William T. and Thomas F. Baker founded the Saturday Globe May 11, 1881, and have conducted it with pictures as a marked feature, with conspicuous success. Thomas F. Baker has been from the first editor-in-chief with A. M. Dickinson as managing editor and a corps of assistants. The Globe made for itself a special field and for thirty years has filled it acceptably to its very large clientage.
The Utica Daily Press was issued March 13, 1882, by a combination of striking printers, who gave way the next year to a new corporation. F. A. Eastman was editor for about two years. In February, 1885, George E. Dun- ham was made president and Otto A. Meyer secretary and treasurer, with F. W. Bensberg at the head of the printing rooms. Mr. Bensberg retired after a service of two decades, and Mr. Meyer in February, 1911, when the officers were George E. Dunham, president and editor, and William V. Jones secretary, with Hugh Hughes as managing editor. The Press fills well its sphere as the only morning journal in the county.

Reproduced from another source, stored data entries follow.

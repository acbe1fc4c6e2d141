use anyhow::{Context, Result};
use serde::Deserialize;
use std::collections::BTreeMap;
use std::path::{Path, PathBuf};

#[derive(Debug, Deserialize, Clone)]
pub struct Config {
    pub db: DbConfig,
    #[serde(default)]
    pub report: ReportConfig,
    #[serde(default)]
    pub glyphs: GlyphConfig,
    #[serde(default)]
    pub platforms: PlatformsConfig,
}

#[derive(Debug, Deserialize, Clone)]
pub struct DbConfig {
    pub path: PathBuf,
}

#[derive(Debug, Deserialize, Clone)]
pub struct ReportConfig {
    #[serde(default = "default_notable_label")]
    pub notable_label: String,
    #[serde(default)]
    pub important_species: Vec<String>,
    #[serde(default = "default_unknown_geography")]
    pub unknown_geography: String,
    #[serde(default = "default_hashtags")]
    pub hashtags: String,
}

impl Default for ReportConfig {
    fn default() -> Self {
        Self {
            notable_label: default_notable_label(),
            important_species: Vec::new(),
            unknown_geography: default_unknown_geography(),
            hashtags: default_hashtags(),
        }
    }
}

fn default_notable_label() -> String {
    "Legendary".to_string()
}
fn default_unknown_geography() -> String {
    "No location information".to_string()
}
fn default_hashtags() -> String {
    "#Nests #Tracking #Migration".to_string()
}

#[derive(Debug, Deserialize, Clone)]
pub struct GlyphConfig {
    #[serde(default = "default_restricted_glyph")]
    pub restricted: String,
    #[serde(default = "default_notable_glyph")]
    pub notable_fallback: String,
    #[serde(default)]
    pub species: BTreeMap<String, String>,
}

impl Default for GlyphConfig {
    fn default() -> Self {
        Self {
            restricted: default_restricted_glyph(),
            notable_fallback: default_notable_glyph(),
            species: BTreeMap::new(),
        }
    }
}

fn default_restricted_glyph() -> String {
    "🔒".to_string()
}
fn default_notable_glyph() -> String {
    "⭐".to_string()
}

#[derive(Debug, Deserialize, Clone)]
pub struct PlatformsConfig {
    #[serde(default = "default_dense_platform")]
    pub dense: PlatformConfig,
    #[serde(default = "default_blocks_platform")]
    pub blocks: PlatformConfig,
}

impl Default for PlatformsConfig {
    fn default() -> Self {
        Self {
            dense: default_dense_platform(),
            blocks: default_blocks_platform(),
        }
    }
}

/// Size limits for one posting surface.
#[derive(Debug, Deserialize, Clone, Copy, PartialEq, Eq)]
pub struct PlatformConfig {
    pub ceiling: usize,
    /// Overrides the computed average segment length.
    #[serde(default)]
    pub target: Option<usize>,
}

fn default_dense_platform() -> PlatformConfig {
    PlatformConfig {
        ceiling: 63206,
        target: None,
    }
}
fn default_blocks_platform() -> PlatformConfig {
    PlatformConfig {
        ceiling: 2000,
        target: None,
    }
}

impl Config {
    /// Config used by tests and by commands run without a config file.
    pub fn minimal(db_path: impl Into<PathBuf>) -> Self {
        Self {
            db: DbConfig {
                path: db_path.into(),
            },
            report: ReportConfig::default(),
            glyphs: GlyphConfig::default(),
            platforms: PlatformsConfig::default(),
        }
    }
}

pub fn load_config(path: &Path) -> Result<Config> {
    let content = std::fs::read_to_string(path)
        .with_context(|| format!("Failed to read config file: {}", path.display()))?;

    let config: Config = toml::from_str(&content).with_context(|| "Failed to parse config file")?;
    validate(&config)?;
    Ok(config)
}

fn validate(config: &Config) -> Result<()> {
    if config.report.notable_label.trim().is_empty() {
        anyhow::bail!("report.notable_label must not be empty");
    }

    for (name, platform) in [
        ("dense", &config.platforms.dense),
        ("blocks", &config.platforms.blocks),
    ] {
        if platform.ceiling == 0 {
            anyhow::bail!("platforms.{}.ceiling must be > 0", name);
        }
        if let Some(target) = platform.target {
            if target == 0 || target > platform.ceiling {
                anyhow::bail!(
                    "platforms.{}.target must be in 1..={} (got {})",
                    name,
                    platform.ceiling,
                    target
                );
            }
        }
    }

    Ok(())
}

#[cfg(test)]
mod tests {
    use super::*;

    #[test]
    fn test_defaults_fill_missing_tables() {
        let config: Config = toml::from_str("[db]\npath = \"nests.sqlite\"\n").unwrap();
        assert!(validate(&config).is_ok());
        assert_eq!(config.platforms.blocks.ceiling, 2000);
        assert_eq!(config.report.notable_label, "Legendary");
        assert!(config.glyphs.species.is_empty());
    }

    #[test]
    fn test_glyph_table_parses() {
        let config: Config = toml::from_str(
            r#"
            [db]
            path = "nests.sqlite"

            [glyphs]
            restricted = "(P)"
            [glyphs.species]
            "Dratini" = "🐉"
            "#,
        )
        .unwrap();
        assert_eq!(config.glyphs.restricted, "(P)");
        assert_eq!(config.glyphs.notable_fallback, "⭐");
        assert_eq!(config.glyphs.species.get("Dratini").unwrap(), "🐉");
    }

    #[test]
    fn test_target_above_ceiling_rejected() {
        let config: Config = toml::from_str(
            r#"
            [db]
            path = "nests.sqlite"

            [platforms.blocks]
            ceiling = 2000
            target = 2500
            "#,
        )
        .unwrap();
        assert!(validate(&config).is_err());
    }

    #[test]
    fn test_zero_ceiling_rejected() {
        let config: Config = toml::from_str(
            r#"
            [db]
            path = "nests.sqlite"

            [platforms.dense]
            ceiling = 0
            "#,
        )
        .unwrap();
        assert!(validate(&config).is_err());
    }
}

Many trade journals go forth from our cities and villages. Several churches have regular bulletins printed, while school and business catalogs are numerous. The publications of the Oneida Historical society have permanent value. Since 1894, with several changes of managers, the Advocate in Utica has stood every week for organized labor.
The intelligence and aspirations of the Italian community has found ex- pression in well conducted weeklies within the last decade, while the Spiritual Hammer since 1910 addresses our Polish residents. La Luce among the Italians survives competitors. The Polish Eagle has folded its wings.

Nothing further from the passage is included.